Many hours of intensive and critical investigation, mostly with the aim of helping people afflicted with Pentecostal ideas back to sound Scriptural principles, have enabled Bro. David Caudery to assess the subject with these rather unusual qualifications. He draws on his experience and research and gives his reasons why the modern Pentecostal experience differs significantly from the gifts of the Spirit in the first century church.

Now we must address ourselves to the problem — can we know what physically happens to the modern day Pentecostal? It cannot be all a hoax — they cannot be all faking? I have heard one report of definite faking in tongue-speaking and undoubtedly there are others. But, without doubt, for the greater part, as in the case of Pat Boone, something really happens. A good illustration to begin with is the recent testimony of a brother who was brought up in a Pentecostal atmosphere. He wrote,[1]

“When I was 16 I was encouraged to try and get this experience. One evening a special prayer meeting was held for this purpose and for about two hours prayers were said, hands were laid on me continuously, there was much singing and chanting. I concentrated my mind to the one single purpose and knelt with hands tightly clenched, so very, very tightly, in an all out endeavour to receive this ‘gift’. You see, I felt I had to get this gift, if not I would have felt I’d been rejected by God! A strange atmosphere seemed to build up. It was a tension you could almost touch. And then, as far as I was concerned, I blacked out. The only impression on my mind was a vision of two tightly clasped hands. My next really conscious moment, it only seemed like seconds, was of still kneeling with clenched hands and realising it was 10.30 p.m., and being told I had spoken continuously in tongues’ for 2 1/2 hours!! — a “mighty blessing” I was told! My sister who heard me, said she thought I had ‘gone bonkers’….
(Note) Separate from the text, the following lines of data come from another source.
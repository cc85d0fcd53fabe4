/// Authentication module
///
/// Password hashing, access token (JWT) issuance and validation, refresh
/// token lifecycle, and credential extraction from request headers.

mod claims;
mod extract;
mod extractor;
mod jwt;
mod password;
mod refresh_token;

pub use claims::{Claims, ISSUER};
pub use extract::{get_api_key, get_bearer_token};
pub use extractor::{AuthenticatedUser, WebhookCaller};
pub use jwt::{make_jwt, validate_jwt, EXPIRY_LEEWAY_SECONDS};
pub use password::{check_password_hash, hash_password, verify_login, DummyPasswordHash};
pub use refresh_token::{
    issue_refresh_token, make_refresh_token, refresh_access_token, revoke_refresh_token,
    RefreshTokenRecord, RefreshTokenState, RefreshTokenStore,
};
“I might be asked of what value was this ‘gift’ to me? Well, they told us to use tongues in prayer and thus praise God in His language I did this sometimes, I never again spoke in tongues at church: only at home, by myself. I did not go unconscious on these occasions. It is hard to explain what happens, it is as though you throw a switch in your mind — utterances come from your tongue without making any effort to mentally control or direct what you are ‘saying’. It is all unintelligible of course, but there is no mental effort involved to deliberately speak ‘mumbo jumbo’. I suppose one is in a kind of light trance. Since coming to a full knowledge of the Truth I have tried to do this sort of thing on a couple of occasions without success. It appears God has cured me from His ‘Gift’!”

Another example of a description of what actually happens is contained in the testimony of a brother who became involved with Pentecostals and who “received the Gift” at one of their prayer meetings with the laying on of bands. He wrote,[2]
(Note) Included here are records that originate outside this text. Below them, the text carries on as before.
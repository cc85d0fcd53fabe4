/// Refresh Token Management
///
/// Refresh tokens are 32 random bytes from the OS CSPRNG, hex-encoded. The
/// server keeps one record per token with its owner, creation time, expiry
/// and an optional revocation time. A token is usable only while it is
/// neither revoked nor expired; refreshing does not rotate it.

use async_trait::async_trait;
use chrono::{DateTime, Duration, Utc};
use rand::rngs::OsRng;
use rand::RngCore;
use uuid::Uuid;

use crate::auth::jwt::make_jwt;
use crate::configuration::AuthSettings;
use crate::error::{AppError, AuthError};

const REFRESH_TOKEN_BYTES: usize = 32;

/// Server-side state of a refresh token
#[derive(Debug, Clone, PartialEq, Eq)]
pub struct RefreshTokenRecord {
    pub user_id: Uuid,
    pub created_at: DateTime<Utc>,
    pub expires_at: DateTime<Utc>,
    pub revoked_at: Option<DateTime<Utc>>,
}

/// Lifecycle state derived from the record's timestamps
#[derive(Debug, Clone, Copy, PartialEq, Eq)]
pub enum RefreshTokenState {
    Active,
    Revoked,
    Expired,
}

impl RefreshTokenRecord {
    pub fn new(user_id: Uuid, created_at: DateTime<Utc>, ttl: Duration) -> Self {
        Self {
            user_id,
            created_at,
            expires_at: created_at + ttl,
            revoked_at: None,
        }
    }

    /// Revocation wins over expiry.
    pub fn state_at(&self, now: DateTime<Utc>) -> RefreshTokenState {
        if self.revoked_at.is_some() {
            RefreshTokenState::Revoked
        } else if now >= self.expires_at {
            RefreshTokenState::Expired
        } else {
            RefreshTokenState::Active
        }
    }
}

/// Persistence for refresh tokens.
///
/// Implementations must make a revoke visible to every lookup that starts
/// after the revoke call returns.
#[async_trait]
pub trait RefreshTokenStore: Send + Sync {
    async fn create_refresh_token(
        &self,
        token: &str,
        record: &RefreshTokenRecord,
    ) -> Result<(), AppError>;

    async fn get_refresh_token(&self, token: &str) -> Result<Option<RefreshTokenRecord>, AppError>;

    /// Marks the token revoked at `revoked_at`. A token that is already
    /// revoked keeps its original timestamp; unknown tokens are ignored.
    async fn revoke_refresh_token(
        &self,
        token: &str,
        revoked_at: DateTime<Utc>,
    ) -> Result<(), AppError>;
}

/// Generate a new refresh token (64 lowercase hex characters)
pub fn make_refresh_token() -> String {
    let mut bytes = [0u8; REFRESH_TOKEN_BYTES];
    OsRng.fill_bytes(&mut bytes);
    bytes.iter().map(|b| format!("{:02x}", b)).collect()
}

/// Create and persist a refresh token for `user_id`. Returns the plaintext
/// token, which is handed to the client.
pub async fn issue_refresh_token<S>(
    store: &S,
    user_id: Uuid,
    ttl: Duration,
) -> Result<String, AppError>
where
    S: RefreshTokenStore + ?Sized,
{
    let token = make_refresh_token();
    let record = RefreshTokenRecord::new(user_id, Utc::now(), ttl);
    store.create_refresh_token(&token, &record).await?;

    tracing::debug!(user_id = %user_id, expires_at = %record.expires_at, "Refresh token issued");
    Ok(token)
}

/// Exchange a refresh token for a new access token.
///
/// # Errors
/// - `RefreshTokenNotFound` if the store has no record of the token
/// - `RefreshTokenRevoked` if it was revoked (checked before expiry)
/// - `RefreshTokenExpired` if `now >= expires_at`
pub async fn refresh_access_token<S>(
    store: &S,
    token: &str,
    settings: &AuthSettings,
) -> Result<String, AppError>
where
    S: RefreshTokenStore + ?Sized,
{
    let record = store
        .get_refresh_token(token)
        .await?
        .ok_or(AuthError::RefreshTokenNotFound)?;

    match record.state_at(Utc::now()) {
        RefreshTokenState::Revoked => {
            tracing::warn!(user_id = %record.user_id, "Attempt to use revoked refresh token");
            Err(AuthError::RefreshTokenRevoked.into())
        }
        RefreshTokenState::Expired => {
            tracing::info!(user_id = %record.user_id, "Refresh token expired");
            Err(AuthError::RefreshTokenExpired.into())
        }
        RefreshTokenState::Active => {
            Ok(make_jwt(record.user_id, &settings.secret, settings.access_token_ttl())?)
        }
    }
}

/// Permanently revoke a refresh token.
pub async fn revoke_refresh_token<S>(store: &S, token: &str) -> Result<(), AppError>
where
    S: RefreshTokenStore + ?Sized,
{
    store.revoke_refresh_token(token, Utc::now()).await
}

#[cfg(test)]
mod tests {
    use super::*;
    use crate::auth::jwt::validate_jwt;
    use std::collections::HashMap;
    use std::sync::Mutex;

    #[derive(Default)]
    struct InMemoryStore {
        records: Mutex<HashMap<String, RefreshTokenRecord>>,
    }

    impl InMemoryStore {
        fn insert(&self, token: &str, record: RefreshTokenRecord) {
            self.records.lock().unwrap().insert(token.to_string(), record);
        }
    }

    #[async_trait]
    impl RefreshTokenStore for InMemoryStore {
        async fn create_refresh_token(
            &self,
            token: &str,
            record: &RefreshTokenRecord,
        ) -> Result<(), AppError> {
            self.insert(token, record.clone());
            Ok(())
        }

        async fn get_refresh_token(
            &self,
            token: &str,
        ) -> Result<Option<RefreshTokenRecord>, AppError> {
            Ok(self.records.lock().unwrap().get(token).cloned())
        }

        async fn revoke_refresh_token(
            &self,
            token: &str,
            revoked_at: DateTime<Utc>,
        ) -> Result<(), AppError> {
            if let Some(record) = self.records.lock().unwrap().get_mut(token) {
                record.revoked_at.get_or_insert(revoked_at);
            }
            Ok(())
        }
    }

    fn settings() -> AuthSettings {
        AuthSettings {
            secret: "test-secret".to_string(),
            polka_key: "polka".to_string(),
            access_token_ttl_seconds: 3600,
            refresh_token_ttl_days: 60,
            bcrypt_cost: 4,
        }
    }

    fn assert_auth_error(result: Result<String, AppError>, expected: AuthError) {
        match result {
            Err(AppError::Auth(err)) => assert_eq!(err, expected),
            other => panic!("expected {:?}, got {:?}", expected, other),
        }
    }

    #[test]
    fn test_make_refresh_token() {
        let token = make_refresh_token();

        assert_eq!(token.len(), 64);
        assert!(token.chars().all(|c| c.is_ascii_hexdigit() && !c.is_ascii_uppercase()));
        assert_ne!(token, make_refresh_token());
    }

    #[test]
    fn test_state_precedence() {
        let now = Utc::now();
        let mut record = RefreshTokenRecord::new(Uuid::new_v4(), now - Duration::days(61), Duration::days(60));
        assert_eq!(record.state_at(now), RefreshTokenState::Expired);

        record.revoked_at = Some(now - Duration::days(30));
        assert_eq!(record.state_at(now), RefreshTokenState::Revoked);
    }

    #[test]
    fn test_state_expires_exactly_at_expiry() {
        let created = Utc::now();
        let record = RefreshTokenRecord::new(Uuid::new_v4(), created, Duration::days(60));

        assert_eq!(record.state_at(created), RefreshTokenState::Active);
        assert_eq!(record.state_at(record.expires_at), RefreshTokenState::Expired);
    }

    #[tokio::test]
    async fn test_issued_token_refreshes_to_owner() {
        let store = InMemoryStore::default();
        let settings = settings();
        let user_id = Uuid::new_v4();

        let token = issue_refresh_token(&store, user_id, settings.refresh_token_ttl())
            .await
            .unwrap();
        let record = store.get_refresh_token(&token).await.unwrap().unwrap();
        assert_eq!(record.expires_at - record.created_at, Duration::days(60));
        assert!(record.revoked_at.is_none());

        let access_token = refresh_access_token(&store, &token, &settings).await.unwrap();
        assert_eq!(validate_jwt(&access_token, &settings.secret).unwrap(), user_id);

        // Not rotated: the same refresh token keeps working.
        assert!(refresh_access_token(&store, &token, &settings).await.is_ok());
    }

    #[tokio::test]
    async fn test_revoked_token_is_rejected() {
        let store = InMemoryStore::default();
        let settings = settings();

        let token = issue_refresh_token(&store, Uuid::new_v4(), settings.refresh_token_ttl())
            .await
            .unwrap();
        revoke_refresh_token(&store, &token).await.unwrap();

        assert_auth_error(
            refresh_access_token(&store, &token, &settings).await,
            AuthError::RefreshTokenRevoked,
        );
    }

    #[tokio::test]
    async fn test_revocation_keeps_first_timestamp() {
        let store = InMemoryStore::default();
        let token = issue_refresh_token(&store, Uuid::new_v4(), Duration::days(60))
            .await
            .unwrap();

        revoke_refresh_token(&store, &token).await.unwrap();
        let first = store.get_refresh_token(&token).await.unwrap().unwrap().revoked_at;
        revoke_refresh_token(&store, &token).await.unwrap();
        let second = store.get_refresh_token(&token).await.unwrap().unwrap().revoked_at;

        assert!(first.is_some());
        assert_eq!(first, second);
    }

    #[tokio::test]
    async fn test_expired_token_is_rejected_without_revocation() {
        let store = InMemoryStore::default();
        let token = make_refresh_token();
        store.insert(
            &token,
            RefreshTokenRecord::new(
                Uuid::new_v4(),
                Utc::now() - Duration::days(61),
                Duration::days(60),
            ),
        );

        assert_auth_error(
            refresh_access_token(&store, &token, &settings()).await,
            AuthError::RefreshTokenExpired,
        );
    }

    #[tokio::test]
    async fn test_unknown_token_is_rejected() {
        let store = InMemoryStore::default();

        assert_auth_error(
            refresh_access_token(&store, &make_refresh_token(), &settings()).await,
            AuthError::RefreshTokenNotFound,
        );
    }

    #[tokio::test]
    async fn test_revoking_unknown_token_is_not_an_error() {
        let store = InMemoryStore::default();
        assert!(revoke_refresh_token(&store, "missing").await.is_ok());
    }
}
“After sitting down for quite some time, praying, praising God, asking for the Holy Spirit (incidentally, which I had done in my own personal prayer of a night for up to six months anyway) determined that I was not going to speak of myself or even try to, no jumping up in the air, no getting emotional and het up. I felt and knew it was there, a hot sensation, not unbearable (very warm), feeling throughout my stomach area, then realising what it was, opening my mouth and then just speaking, not quietly, but loudly, and quite clear, conscious all the time of what was happening around me. No mesmerism as I had my eyes closed, and certainly no excitation of the mind as some anti-Holy Spirit expositors try to make out, but power from on high.”

Those who claim this experience, nearly all speak of the release of tensions which accompany it. For example, Sherrill lists some of the comments he had recorded,[3]

  • “It was like being flooded with joy.”
  • “I started to praise God in the new language I had been given. There was at the same time a feeling that my spirit had taken wing; I was soaring heavenward on a poem.”
  • “I started laughing. It was a strange thing to do, but I just wanted to laugh and laugh the way you do when you feel so good you just can’t talk about it. I held my sides and laughed until I doubled over. Then I’d stop for a while and start again. Laughing. Laughing.”
  • “For the first time I discovered tor myself why the disciples were accused of being drunk at Pentecost. That’s the way I felt at my own Pentecost: in the highest spirits. Just drunk with joy.”
  • “With me there was peace. Just a wonderful, quiet, steady, deep peace.”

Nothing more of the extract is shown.